[INPUT]

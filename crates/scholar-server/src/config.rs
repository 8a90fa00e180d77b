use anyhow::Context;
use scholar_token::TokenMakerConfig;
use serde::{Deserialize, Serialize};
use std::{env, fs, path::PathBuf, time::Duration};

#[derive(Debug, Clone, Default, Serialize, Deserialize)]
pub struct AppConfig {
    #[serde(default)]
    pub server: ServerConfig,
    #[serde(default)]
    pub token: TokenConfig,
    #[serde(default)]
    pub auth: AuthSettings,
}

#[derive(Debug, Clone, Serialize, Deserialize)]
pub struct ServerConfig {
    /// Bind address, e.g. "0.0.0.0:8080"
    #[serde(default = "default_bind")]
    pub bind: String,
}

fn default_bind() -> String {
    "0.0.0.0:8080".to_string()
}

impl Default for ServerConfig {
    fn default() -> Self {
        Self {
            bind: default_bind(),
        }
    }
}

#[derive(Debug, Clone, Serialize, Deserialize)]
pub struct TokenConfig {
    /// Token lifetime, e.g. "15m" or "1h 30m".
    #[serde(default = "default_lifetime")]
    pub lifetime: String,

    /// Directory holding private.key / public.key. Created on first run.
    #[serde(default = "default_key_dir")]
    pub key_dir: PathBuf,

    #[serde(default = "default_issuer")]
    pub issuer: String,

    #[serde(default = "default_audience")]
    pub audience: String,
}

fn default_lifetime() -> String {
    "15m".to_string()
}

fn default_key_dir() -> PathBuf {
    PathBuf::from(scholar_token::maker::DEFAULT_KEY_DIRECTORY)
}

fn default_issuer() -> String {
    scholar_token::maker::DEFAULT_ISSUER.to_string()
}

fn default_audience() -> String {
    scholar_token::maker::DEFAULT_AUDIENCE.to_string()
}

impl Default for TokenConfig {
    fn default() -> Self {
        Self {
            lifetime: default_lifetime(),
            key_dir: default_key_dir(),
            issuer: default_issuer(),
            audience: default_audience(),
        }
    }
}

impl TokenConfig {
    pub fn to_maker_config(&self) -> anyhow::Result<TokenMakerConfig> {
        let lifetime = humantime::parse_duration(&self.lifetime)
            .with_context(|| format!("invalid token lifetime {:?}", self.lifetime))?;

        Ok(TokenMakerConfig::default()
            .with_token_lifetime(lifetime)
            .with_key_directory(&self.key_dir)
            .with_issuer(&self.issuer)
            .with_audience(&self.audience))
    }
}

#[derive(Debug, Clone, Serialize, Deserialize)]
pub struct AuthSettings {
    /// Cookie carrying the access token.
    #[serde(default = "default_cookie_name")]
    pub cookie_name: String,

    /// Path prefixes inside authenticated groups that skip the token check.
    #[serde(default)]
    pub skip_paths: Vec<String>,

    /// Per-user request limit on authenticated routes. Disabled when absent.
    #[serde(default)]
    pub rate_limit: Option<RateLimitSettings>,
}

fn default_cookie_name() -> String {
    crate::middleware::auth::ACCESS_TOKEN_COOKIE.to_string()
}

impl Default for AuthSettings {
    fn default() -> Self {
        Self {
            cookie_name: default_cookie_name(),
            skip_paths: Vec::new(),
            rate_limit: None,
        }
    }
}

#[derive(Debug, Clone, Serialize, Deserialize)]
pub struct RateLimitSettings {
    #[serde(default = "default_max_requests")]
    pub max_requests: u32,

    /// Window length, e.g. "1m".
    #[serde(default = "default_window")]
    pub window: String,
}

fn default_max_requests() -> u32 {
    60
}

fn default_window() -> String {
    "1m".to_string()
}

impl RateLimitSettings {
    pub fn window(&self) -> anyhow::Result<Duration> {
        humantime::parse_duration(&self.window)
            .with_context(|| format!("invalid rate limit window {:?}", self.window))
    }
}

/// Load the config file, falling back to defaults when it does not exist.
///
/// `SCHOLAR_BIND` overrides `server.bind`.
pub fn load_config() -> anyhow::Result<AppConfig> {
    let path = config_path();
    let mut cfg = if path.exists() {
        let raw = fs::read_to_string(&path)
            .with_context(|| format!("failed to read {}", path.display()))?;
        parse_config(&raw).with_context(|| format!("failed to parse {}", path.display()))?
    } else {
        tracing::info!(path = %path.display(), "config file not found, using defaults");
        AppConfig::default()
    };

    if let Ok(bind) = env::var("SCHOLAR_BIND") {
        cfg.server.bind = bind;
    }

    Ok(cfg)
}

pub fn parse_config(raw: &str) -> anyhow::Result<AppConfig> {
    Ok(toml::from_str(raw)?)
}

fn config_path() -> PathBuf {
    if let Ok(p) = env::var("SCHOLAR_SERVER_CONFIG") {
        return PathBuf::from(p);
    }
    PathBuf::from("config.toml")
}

[/INPUT]

WHAT TO DO: Your output should be an exact copy of the lines from the top of the listing above to the line with "pub struct AppConfig", both ends included.

EXERCISE OUTPUT:
filename crates/scholar-server/src/config.rs
repository 8a90fa00e180d77b
use anyhow::Context;
use scholar_token::TokenMakerConfig;
use serde::{Deserialize, Serialize};
use std::{env, fs, path::PathBuf, time::Duration};

#[derive(Debug, Clone, Default, Serialize, Deserialize)]
pub struct AppConfig {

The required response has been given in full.